_PROMPT:_
Gather the lines below that include the string "noun", copying each in full.

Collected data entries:

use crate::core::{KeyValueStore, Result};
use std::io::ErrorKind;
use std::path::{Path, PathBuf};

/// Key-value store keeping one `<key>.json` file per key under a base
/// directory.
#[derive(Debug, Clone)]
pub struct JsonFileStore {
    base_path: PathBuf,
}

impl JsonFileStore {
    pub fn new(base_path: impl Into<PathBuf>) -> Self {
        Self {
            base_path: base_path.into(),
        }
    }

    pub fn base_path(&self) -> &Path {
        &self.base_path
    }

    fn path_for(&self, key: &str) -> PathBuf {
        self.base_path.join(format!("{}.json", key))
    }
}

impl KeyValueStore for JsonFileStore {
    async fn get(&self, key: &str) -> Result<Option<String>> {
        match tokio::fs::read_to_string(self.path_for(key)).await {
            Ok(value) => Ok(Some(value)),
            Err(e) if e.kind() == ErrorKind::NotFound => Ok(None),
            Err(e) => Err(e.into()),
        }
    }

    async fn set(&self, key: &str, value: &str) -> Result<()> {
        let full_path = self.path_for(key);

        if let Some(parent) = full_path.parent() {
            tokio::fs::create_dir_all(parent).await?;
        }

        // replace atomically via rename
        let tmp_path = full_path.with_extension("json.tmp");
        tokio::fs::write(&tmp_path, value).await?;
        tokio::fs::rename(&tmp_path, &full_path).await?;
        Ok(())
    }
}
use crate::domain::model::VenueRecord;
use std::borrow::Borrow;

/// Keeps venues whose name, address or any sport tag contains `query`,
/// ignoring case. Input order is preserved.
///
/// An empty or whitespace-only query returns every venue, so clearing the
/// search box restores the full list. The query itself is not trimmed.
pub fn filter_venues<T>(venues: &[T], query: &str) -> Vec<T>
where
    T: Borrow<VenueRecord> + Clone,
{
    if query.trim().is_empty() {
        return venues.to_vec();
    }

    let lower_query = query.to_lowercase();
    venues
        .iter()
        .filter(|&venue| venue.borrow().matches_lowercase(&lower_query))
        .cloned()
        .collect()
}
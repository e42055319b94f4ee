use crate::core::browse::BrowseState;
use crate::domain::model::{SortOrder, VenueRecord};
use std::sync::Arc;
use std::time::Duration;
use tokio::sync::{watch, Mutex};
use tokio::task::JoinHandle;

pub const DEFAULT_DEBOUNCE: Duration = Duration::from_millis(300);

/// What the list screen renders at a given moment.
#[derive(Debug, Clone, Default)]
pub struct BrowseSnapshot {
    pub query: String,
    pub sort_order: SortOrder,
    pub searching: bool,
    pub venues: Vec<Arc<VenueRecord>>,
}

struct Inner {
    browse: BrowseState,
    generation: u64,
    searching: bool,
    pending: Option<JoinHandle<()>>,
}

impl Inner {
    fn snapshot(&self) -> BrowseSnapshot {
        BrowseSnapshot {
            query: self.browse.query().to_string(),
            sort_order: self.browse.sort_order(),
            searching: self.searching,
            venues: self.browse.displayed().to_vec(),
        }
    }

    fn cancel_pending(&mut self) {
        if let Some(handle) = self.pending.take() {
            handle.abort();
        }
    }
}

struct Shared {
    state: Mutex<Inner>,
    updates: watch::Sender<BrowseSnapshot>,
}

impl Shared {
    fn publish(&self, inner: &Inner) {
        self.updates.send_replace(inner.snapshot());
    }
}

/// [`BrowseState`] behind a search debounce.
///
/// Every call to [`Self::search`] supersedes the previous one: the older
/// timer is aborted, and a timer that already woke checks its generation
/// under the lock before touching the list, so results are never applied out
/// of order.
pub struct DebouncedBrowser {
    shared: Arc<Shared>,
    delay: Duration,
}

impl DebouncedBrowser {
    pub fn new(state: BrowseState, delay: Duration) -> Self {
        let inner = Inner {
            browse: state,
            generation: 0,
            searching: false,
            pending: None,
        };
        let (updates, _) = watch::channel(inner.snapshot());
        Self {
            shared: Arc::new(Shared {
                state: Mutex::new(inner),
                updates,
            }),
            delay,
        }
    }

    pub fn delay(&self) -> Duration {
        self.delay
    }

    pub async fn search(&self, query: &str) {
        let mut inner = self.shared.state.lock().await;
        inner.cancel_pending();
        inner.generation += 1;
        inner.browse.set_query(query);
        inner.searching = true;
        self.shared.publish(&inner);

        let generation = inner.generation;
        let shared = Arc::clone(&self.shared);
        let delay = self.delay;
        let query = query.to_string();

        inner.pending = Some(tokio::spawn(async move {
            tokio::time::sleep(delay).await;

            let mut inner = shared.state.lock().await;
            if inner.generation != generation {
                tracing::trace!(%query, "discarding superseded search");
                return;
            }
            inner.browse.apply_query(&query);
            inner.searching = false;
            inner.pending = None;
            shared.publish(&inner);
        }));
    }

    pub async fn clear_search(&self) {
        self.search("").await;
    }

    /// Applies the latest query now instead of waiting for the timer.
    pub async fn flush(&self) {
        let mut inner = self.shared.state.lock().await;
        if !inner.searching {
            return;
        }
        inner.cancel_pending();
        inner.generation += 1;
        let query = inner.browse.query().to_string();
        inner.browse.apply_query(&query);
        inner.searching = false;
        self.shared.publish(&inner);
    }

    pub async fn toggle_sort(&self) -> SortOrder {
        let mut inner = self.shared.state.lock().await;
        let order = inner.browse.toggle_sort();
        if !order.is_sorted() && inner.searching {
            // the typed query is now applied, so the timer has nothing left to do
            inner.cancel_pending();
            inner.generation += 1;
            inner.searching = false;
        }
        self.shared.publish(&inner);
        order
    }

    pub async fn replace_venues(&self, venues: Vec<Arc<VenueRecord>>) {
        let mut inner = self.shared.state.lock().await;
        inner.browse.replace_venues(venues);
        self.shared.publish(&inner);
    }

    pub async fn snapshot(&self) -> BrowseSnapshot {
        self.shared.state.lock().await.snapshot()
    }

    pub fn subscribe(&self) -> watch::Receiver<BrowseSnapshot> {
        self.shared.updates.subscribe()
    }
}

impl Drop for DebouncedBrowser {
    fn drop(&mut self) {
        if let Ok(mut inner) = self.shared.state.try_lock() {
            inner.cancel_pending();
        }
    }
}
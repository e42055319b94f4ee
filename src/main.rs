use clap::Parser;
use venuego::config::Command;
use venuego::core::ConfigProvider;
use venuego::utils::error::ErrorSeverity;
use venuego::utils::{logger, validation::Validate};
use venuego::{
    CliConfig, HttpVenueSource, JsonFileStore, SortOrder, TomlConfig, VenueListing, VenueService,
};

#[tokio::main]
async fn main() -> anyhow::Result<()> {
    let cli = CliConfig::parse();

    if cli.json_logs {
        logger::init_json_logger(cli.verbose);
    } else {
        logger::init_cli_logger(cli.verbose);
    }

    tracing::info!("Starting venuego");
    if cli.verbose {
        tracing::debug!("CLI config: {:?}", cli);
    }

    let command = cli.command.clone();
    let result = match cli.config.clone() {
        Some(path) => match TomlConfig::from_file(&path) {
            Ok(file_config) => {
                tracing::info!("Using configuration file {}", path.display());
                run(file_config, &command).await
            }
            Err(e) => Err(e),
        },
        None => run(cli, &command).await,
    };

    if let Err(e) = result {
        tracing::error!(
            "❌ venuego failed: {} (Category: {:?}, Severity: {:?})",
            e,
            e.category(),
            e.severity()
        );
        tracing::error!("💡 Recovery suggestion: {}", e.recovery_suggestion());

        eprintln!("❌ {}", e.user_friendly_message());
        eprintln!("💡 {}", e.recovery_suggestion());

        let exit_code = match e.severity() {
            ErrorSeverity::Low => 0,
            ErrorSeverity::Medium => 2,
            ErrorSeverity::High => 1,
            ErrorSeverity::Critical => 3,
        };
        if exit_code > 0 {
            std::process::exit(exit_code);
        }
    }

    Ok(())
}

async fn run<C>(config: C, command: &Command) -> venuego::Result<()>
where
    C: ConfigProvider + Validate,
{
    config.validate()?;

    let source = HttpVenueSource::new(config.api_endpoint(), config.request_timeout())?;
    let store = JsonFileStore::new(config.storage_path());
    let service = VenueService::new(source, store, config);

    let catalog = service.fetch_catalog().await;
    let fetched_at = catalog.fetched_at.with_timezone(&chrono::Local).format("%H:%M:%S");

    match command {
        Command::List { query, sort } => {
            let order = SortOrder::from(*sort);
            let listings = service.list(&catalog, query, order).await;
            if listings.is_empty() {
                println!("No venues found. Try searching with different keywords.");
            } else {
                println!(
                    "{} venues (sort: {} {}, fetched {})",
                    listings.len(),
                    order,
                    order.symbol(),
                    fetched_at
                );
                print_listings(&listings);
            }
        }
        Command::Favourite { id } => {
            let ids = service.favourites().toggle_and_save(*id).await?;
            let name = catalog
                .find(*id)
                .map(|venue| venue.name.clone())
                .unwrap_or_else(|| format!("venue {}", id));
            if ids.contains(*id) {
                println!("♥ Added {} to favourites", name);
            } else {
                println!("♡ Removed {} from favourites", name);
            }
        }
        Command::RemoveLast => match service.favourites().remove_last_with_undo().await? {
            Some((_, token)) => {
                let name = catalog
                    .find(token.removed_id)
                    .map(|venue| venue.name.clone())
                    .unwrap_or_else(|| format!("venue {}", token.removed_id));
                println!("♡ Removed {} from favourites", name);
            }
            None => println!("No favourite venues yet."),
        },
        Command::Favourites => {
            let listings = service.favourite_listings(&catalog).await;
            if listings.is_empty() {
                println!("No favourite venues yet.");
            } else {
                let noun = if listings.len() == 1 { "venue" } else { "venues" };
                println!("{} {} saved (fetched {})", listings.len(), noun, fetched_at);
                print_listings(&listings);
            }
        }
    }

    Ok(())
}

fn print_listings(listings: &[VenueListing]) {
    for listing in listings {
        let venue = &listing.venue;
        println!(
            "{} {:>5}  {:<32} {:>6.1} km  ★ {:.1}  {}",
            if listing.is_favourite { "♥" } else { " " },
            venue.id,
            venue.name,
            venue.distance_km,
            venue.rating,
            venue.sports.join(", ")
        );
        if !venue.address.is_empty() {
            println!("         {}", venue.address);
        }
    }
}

_TASK RESULT:_
                let noun = if listings.len() == 1 { "venue" } else { "venues" };
                println!("{} {} saved (fetched {})", listings.len(), noun, fetched_at);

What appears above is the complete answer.